Otherwise, Python does something like this:
Create a new, empty module object (this is essentially a dictionary)
Insert that module object in the sys.modules dictionary
Load the module code object (if necessary, compile the module first)
Execute the module code object in the new module’s namespace. All variables assigned by the code will be available via the module object.
And would be grateful for the same kind of explanation about packages.
By the way, with packages a module name is added into the sys.modules oddly:
>>> import sys
>>> from pypacket import pymodule
>>> "pymodule" in sys.modules.keys()
False
>>> "pypacket" in sys.modules.keys()
True
And also there is a practical question concerning the same matter.
When I build a set of tools, which might be used in different processes and programs. And I put them in modules. I have no choice but to load a full module even when all I want is to use only one function declared there. As I see one can make this problem less painful by making small modules and putting them into a package (if a package doesn't load all of its modules when you import only one of them).
Is there a better way to make such libraries in Python? (With the mere functions, which don't have any dependencies within their module.) Is it possible with C-extensions?
PS sorry for such a long question.
You have a few different questions here. . .
About importing packages
When you import a package, the sequence of steps is the same as when you import a module. The only difference is that the packages's code (i.e., the code that creates the "module code object") is the code of the package's __init__.py.
So yes, the sub-modules of the package are not loaded unless the __init__.py does so explicitly. If you do from package import module, only module is loaded, unless of course it imports other modules from the package.

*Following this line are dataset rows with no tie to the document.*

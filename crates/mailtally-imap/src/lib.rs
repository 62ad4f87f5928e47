//! # mailtally-imap
//!
//! The IMAP side of mailbox statistics: response decoders, the folder flag
//! policy, and a minimal read-only session.
//!
//! ## Features
//!
//! - **Sans-I/O decoders**: LIST entries, FETCH attribute blocks, QUOTA
//!   responses and line classification, each a pure function from bytes to
//!   a typed record or a [`DecodeError`]
//! - **Modified UTF-7**: folder names decoded for display, raw names kept
//!   for commands
//! - **Flag policy**: decides which folders are scanned (`\Noselect`,
//!   `\NonExistent` and the virtual `\All`/`\Important` views are not)
//! - **Read-only session**: CAPABILITY, LOGIN, LIST, EXAMINE, SEARCH, FETCH,
//!   GETQUOTAROOT over TLS via rustls, with connect and I/O timeouts
//!
//! ## Quick Start
//!
//! ```ignore
//! use mailtally_imap::{Config, FolderFlagPolicy, ImapSession, ProtocolClient, Security};
//! use mailtally_imap::parser::decode_folder_entry;
//!
//! #[tokio::main]
//! async fn main() -> mailtally_imap::Result<()> {
//!     let config = Config::builder("imap.example.com").security(Security::Implicit).build();
//!     let mut session = ImapSession::connect(&config).await?;
//!     session.login("user@example.com", "password").await?;
//!
//!     let policy = FolderFlagPolicy::default();
//!     for raw in session.list_folders().await? {
//!         let entry = decode_folder_entry(&raw)?;
//!         if policy.classify(&entry.flags).selectable {
//!             let selection = session.select(&entry.name, true).await?;
//!             println!("{}: {}", entry.display_name()?, selection.exists);
//!         }
//!     }
//!
//!     session.logout().await
//! }
//! ```
//!
//! ## Modules
//!
//! - [`command`]: the commands a scan sends
//! - [`connection`]: configuration, transport, framing and the session
//! - [`mutf7`]: modified UTF-7 folder names
//! - [`parser`]: response decoders
//! - [`policy`]: folder exclusion rules
//! - [`types`]: flags, folder entries, sequence sets, status

#![warn(missing_docs)]
#![warn(clippy::all)]
#![warn(clippy::pedantic)]
#![forbid(unsafe_code)]

mod client;
pub mod command;
pub mod connection;
mod error;
pub mod mutf7;
pub mod parser;
pub mod policy;
pub mod types;

pub use client::{ProtocolClient, Selection};
pub use command::{Command, FetchAttribute, FetchItems, TagGenerator};
pub use connection::{
    Completion, Config, ConfigBuilder, FramedStream, ImapSession, ImapStream, Security,
};
pub use error::{DecodeError, DecodeResult, Error, Result};
pub use parser::{Field, FieldIssue, MessageAttributes, QuotaInfo};
pub use policy::{FlagClassification, FolderFlagPolicy};
pub use types::{Flag, Flags, FolderEntry, FolderFlag, FolderFlags, SeqNum, SequenceSet, Status};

sys.modules names of modules loaded from packages
When you import a module from a package, the name is that is added to sys.modules is the "qualified name" that specifies the module name together with the dot-separated names of any packages you imported it from. So if you do from package.subpackage import mod, what is added to sys.modules is "package.subpackage.mod".
Importing only part of a module
It is usually not a big concern to have to import the whole module instead of just one function. You say it is "painful" but in practice it almost never is.
If, as you say, the functions have no external dependencies, then they are just pure Python and loading them will not take much time. Usually, if importing a module takes a long time, it's because it loads other modules, which means it does have external dependencies and you have to load the whole thing.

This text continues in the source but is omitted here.